Authors: William W. Johnstone
Kensington Publishing Corp.
All copyrighted material within is Attributor Protected.
“John Wesley Hardin! I'm calling you out, John Wesley!”
My friend turned to me and his left eyebrow arched the way it always did when his face asked a question.
“All right. I'll take a look,” I said, laying aside my copy of Mr. Dickens'
The Life and Adventures of Martin Chuzzlewit
, partially set, as you know, on our very own western frontier.
I rose from the table and limped to the saloon's batwing doors, more a tangle of broken and missing slats than door. I guess so many heads were rammed through those batwings that nobody took the trouble to repair them any longer.
Three men wearing slickers and big Texas mustaches stood in the dusty street. All were armed with heavy Colt revolvers carried high on the waist, horseman-style. They glanced at me, dismissed me as something beneath their notice, and continued their wait.
I told John Wesley what I saw and he said, “Ask them what the hell they want.”
“They're calling you out, Wes. That's what they want.”
“I know it, Little Bit. But ask them anyhow.” Wes stood at the bar, playing with a little calico kitten, the warm schooner of beer at his elbow growing warmer in the east Texas heat.
The railroad clock on the wall ticked slow seconds into the quiet and the bartender cleared his throat and whispered to the saloon's only other customer, “James, this won't do.”
The gray-haired man nodded. “A bad business.” He stared through the window. “Those men are pistol fighters.”
He was not ragged, as most of us Texans were that late summer of 1870. His clothes were well worn, but clean, and spoke of a good wife at home. He might have been a one-loop rancher or a farmer, but he could have been anything.
I stepped outside into the street, if you could call it that.
The settlement of Honest Deal was a collection of a few raw timber buildings sprawled hit or miss along the bank of the west fork of the San Jacinto River, a sun-scorched, wind-blown scrub town waiting desperately for a railroad spur or even a stage line to give it purpose and a future.
I blinked in the sudden bright light, then took the measure of the three men. They were big, hard-eyed fellows.

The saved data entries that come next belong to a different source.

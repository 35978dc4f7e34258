//! Rich text rendering.
//!
//! Blocks are rendered in order; consecutive list items are wrapped in their
//! list element. Span offsets count UTF-16 code units, as the CMS emits them.
//! Every element goes through the configured [`HtmlSerializer`] first and
//! falls back to the default markup when it declines.

use html_escape::{encode_double_quoted_attribute, encode_text};
use serde_json::Value;

use crate::environment::{FieldContext, HtmlSerializer, LinkResolver};
use crate::error::FieldError;
use crate::link;

static NO_NODE: Value = Value::Null;

/// An element handed to an [`HtmlSerializer`].
#[derive(Debug, Clone, Copy)]
pub struct RichTextElement<'a> {
    /// Block type (`paragraph`, `heading2`, `list-item`, ...), span type
    /// (`strong`, `hyperlink`, ...) or list group (`group-list-item`,
    /// `group-o-list-item`)
    pub element_type: &'a str,
    /// The raw block or span. `null` for list groups
    pub node: &'a Value,
    /// Text covered by the element
    pub text: &'a str,
}

/// Plain text of a rich text value: block texts joined with a space.
pub fn as_text(blocks: &[Value]) -> String {
    blocks
        .iter()
        .filter_map(|block| block.get("text").and_then(Value::as_str))
        .collect::<Vec<_>>()
        .join(" ")
}

/// HTML of a rich text value.
pub fn as_html(
    blocks: &[Value],
    field: &FieldContext<'_>,
    link_resolver: &dyn LinkResolver,
    serializer: &dyn HtmlSerializer,
) -> Result<String, FieldError> {
    let renderer = Renderer {
        field,
        link_resolver,
        serializer,
    };

    let mut html = Vec::new();
    let mut index = 0;
    while index < blocks.len() {
        let kind = block_type(&blocks[index]);
        let group = match kind {
            "list-item" => Some(("group-list-item", "ul")),
            "o-list-item" => Some(("group-o-list-item", "ol")),
            _ => None,
        };

        match group {
            Some((group_type, tag)) => {
                let start = index;
                while index < blocks.len() && block_type(&blocks[index]) == kind {
                    index += 1;
                }
                let items = blocks[start..index]
                    .iter()
                    .map(|block| renderer.block(block))
                    .collect::<Result<Vec<_>, _>>()?
                    .concat();
                let element = RichTextElement {
                    element_type: group_type,
                    node: &NO_NODE,
                    text: "",
                };
                html.push(renderer.element(&element, &items, || format!("<{tag}>{items}</{tag}>"))?);
            }
            None => {
                html.push(renderer.block(&blocks[index])?);
                index += 1;
            }
        }
    }

    Ok(html.concat())
}

fn block_type(block: &Value) -> &str {
    block.get("type").and_then(Value::as_str).unwrap_or_default()
}

fn attribute(value: &str) -> String {
    encode_double_quoted_attribute(value).into_owned()
}

fn str_field<'v>(value: &'v Value, key: &str) -> &'v str {
    value.get(key).and_then(Value::as_str).unwrap_or_default()
}

/// A span with offsets resolved against the block text.
#[derive(Debug, Clone)]
struct Span<'a> {
    start: usize,
    end: usize,
    span_type: &'a str,
    node: &'a Value,
}

/// Text run or span in the rendered tree.
#[derive(Debug)]
enum Node<'a> {
    Text { start: usize, end: usize },
    Span { span: Span<'a>, children: Vec<Node<'a>> },
}

/// Nest `spans` (sorted by start, longest first) within `[start, end)`. A
/// span that overruns the span it starts in is clipped to it.
fn build_tree<'a>(start: usize, end: usize, spans: &[Span<'a>]) -> Vec<Node<'a>> {
    let mut nodes = Vec::new();
    let mut cursor = start;
    let mut index = 0;

    while index < spans.len() {
        let span = &spans[index];
        if span.start > cursor {
            nodes.push(Node::Text {
                start: cursor,
                end: span.start,
            });
        }

        let mut next = index + 1;
        while next < spans.len() && spans[next].start < span.end {
            next += 1;
        }
        let nested: Vec<Span<'a>> = spans[index + 1..next]
            .iter()
            .map(|child| Span {
                end: child.end.min(span.end),
                ..child.clone()
            })
            .collect();

        nodes.push(Node::Span {
            span: span.clone(),
            children: build_tree(span.start, span.end, &nested),
        });
        cursor = cursor.max(span.end);
        index = next;
    }

    if cursor < end {
        nodes.push(Node::Text { start: cursor, end });
    }
    nodes
}

struct Renderer<'r> {
    field: &'r FieldContext<'r>,
    link_resolver: &'r dyn LinkResolver,
    serializer: &'r dyn HtmlSerializer,
}

impl Renderer<'_> {
    /// Serializer markup, or `default` when the serializer declines.
    fn element(
        &self,
        element: &RichTextElement<'_>,
        children: &str,
        default: impl FnOnce() -> String,
    ) -> Result<String, FieldError> {
        match self
            .serializer
            .serialize(self.field, element, children)
            .map_err(FieldError::HtmlSerializer)?
        {
            Some(html) => Ok(html),
            None => Ok(default()),
        }
    }

    fn link_url(&self, link: &Value) -> Result<String, FieldError> {
        Ok(link::url(link, self.field, self.link_resolver)?.unwrap_or_default())
    }

    fn block(&self, block: &Value) -> Result<String, FieldError> {
        let block_type = block_type(block);
        let text = str_field(block, "text");
        let element = RichTextElement {
            element_type: block_type,
            node: block,
            text,
        };

        let class = block
            .get("label")
            .and_then(Value::as_str)
            .map(|label| format!(" class=\"{}\"", attribute(label)))
            .unwrap_or_default();

        match block_type {
            "image" => {
                let image = format!(
                    "<img src=\"{}\" alt=\"{}\" copyright=\"{}\" />",
                    attribute(str_field(block, "url")),
                    attribute(str_field(block, "alt")),
                    attribute(str_field(block, "copyright")),
                );
                let image = match block.get("linkTo").filter(|link| link.is_object()) {
                    Some(link) => format!("<a href=\"{}\">{image}</a>", attribute(&self.link_url(link)?)),
                    None => image,
                };
                self.element(&element, "", || {
                    format!("<p class=\"block-img{}\">{image}</p>", class_suffix(block))
                })
            }
            "embed" => {
                let oembed = block.get("oembed").unwrap_or(&NO_NODE);
                self.element(&element, "", || {
                    format!(
                        "<div data-oembed=\"{}\" data-oembed-type=\"{}\" data-oembed-provider=\"{}\"{class}>{}</div>",
                        attribute(str_field(oembed, "embed_url")),
                        attribute(str_field(oembed, "type")),
                        attribute(str_field(oembed, "provider_name")),
                        str_field(oembed, "html"),
                    )
                })
            }
            _ => {
                let children = self.spans(block, text)?;
                let tag = match block_type {
                    "heading1" => "h1",
                    "heading2" => "h2",
                    "heading3" => "h3",
                    "heading4" => "h4",
                    "heading5" => "h5",
                    "heading6" => "h6",
                    "preformatted" => "pre",
                    "list-item" | "o-list-item" => "li",
                    _ => "p",
                };
                self.element(&element, &children, || format!("<{tag}{class}>{children}</{tag}>"))
            }
        }
    }

    fn spans(&self, block: &Value, text: &str) -> Result<String, FieldError> {
        let units: Vec<u16> = text.encode_utf16().collect();
        let len = units.len();

        let mut spans: Vec<Span<'_>> = block
            .get("spans")
            .and_then(Value::as_array)
            .map(Vec::as_slice)
            .unwrap_or_default()
            .iter()
            .filter_map(|span| {
                let start = span.get("start")?.as_u64()? as usize;
                let end = span.get("end")?.as_u64()? as usize;
                Some(Span {
                    start: start.min(len),
                    end: end.min(len).max(start.min(len)),
                    span_type: span.get("type").and_then(Value::as_str).unwrap_or_default(),
                    node: span,
                })
            })
            .collect();
        spans.sort_by(|a, b| a.start.cmp(&b.start).then(b.end.cmp(&a.end)));

        let tree = build_tree(0, len, &spans);
        self.nodes(&tree, &units)
    }

    fn nodes(&self, nodes: &[Node<'_>], units: &[u16]) -> Result<String, FieldError> {
        let mut html = String::new();
        for node in nodes {
            match node {
                Node::Text { start, end } => {
                    let text = String::from_utf16_lossy(&units[*start..*end]);
                    html.push_str(&encode_text(&text).replace('\n', "<br />"));
                }
                Node::Span { span, children } => {
                    let children = self.nodes(children, units)?;
                    let text = String::from_utf16_lossy(&units[span.start..span.end]);
                    html.push_str(&self.span(span, &text, &children)?);
                }
            }
        }
        Ok(html)
    }

    fn span(&self, span: &Span<'_>, text: &str, children: &str) -> Result<String, FieldError> {
        let element = RichTextElement {
            element_type: span.span_type,
            node: span.node,
            text,
        };
        let data = span.node.get("data").unwrap_or(&NO_NODE);

        match span.span_type {
            "strong" => self.element(&element, children, || format!("<strong>{children}</strong>")),
            "em" => self.element(&element, children, || format!("<em>{children}</em>")),
            "label" => {
                let label = attribute(str_field(data, "label"));
                self.element(&element, children, || {
                    format!("<span class=\"{label}\">{children}</span>")
                })
            }
            "hyperlink" => {
                let href = attribute(&self.link_url(data)?);
                let target = match data.get("target").and_then(Value::as_str) {
                    Some(target) => format!(" target=\"{}\" rel=\"noopener\"", attribute(target)),
                    None => String::new(),
                };
                self.element(&element, children, || {
                    format!("<a href=\"{href}\"{target}>{children}</a>")
                })
            }
            _ => self.element(&element, children, || children.to_string()),
        }
    }
}

fn class_suffix(block: &Value) -> String {
    block
        .get("label")
        .and_then(Value::as_str)
        .map(|label| format!(" {}", attribute(label)))
        .unwrap_or_default()
}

The oldest of them had an arrogant look to him, as though he hailed from a place where he was the cock o' the walk.
That one would take a heap of killing, I figured. They all would.
I swallowed hard. “Mr. Hardin's compliments, and he wishes to know what business you have with him.”
“Unfinished business,” the oldest man said.
Another, tall and blond and close enough in looks and arrogance to be his son, said, “Gimp, get back in there and tell Hardin to come out. If he ain't in the street in one minute, we'll come in after him.”
The man's use of the word
surprised me. I thought the steel brace on my left leg covered by my wool pants was unnoticeable. Unless I walked, of course. I'd only taken a step into the street, so I could only assume that the tall man was very observant.
Wes was like that, observant. All revolver fighters were back in those days. They had to be.
Measuring him, it seemed to me that the younger man was also one to step around, unless you were mighty gun slick.
“I'll tell Mr. Hardin what you said.” I smiled at the three men. I had good teeth when I was younger, the only part of my crooked, stunted body that was good, so I smiled a lot. Showing them off, you understand.
I figured I knew why those three men didn't want to come into the saloon after Wes unless they had to. The place was small, little bigger than a railroad boxcar, and gloomy, lit by smoking, smelly, kerosene lamps. Only Yankee carpetbaggers could afford the whale oil that burned brighter without smoke or stink. If shooting started inside, the concussion of the guns would extinguish the lamps and four men would have to get to their work in semidarkness and at point-blank range.
Against a deadly pistol fighter like Wes, those three fellows were well aware that no one would walk out of the saloon alive. They wanted badly to kill Wes, but outside where they would have room to maneuver and take cover if necessary.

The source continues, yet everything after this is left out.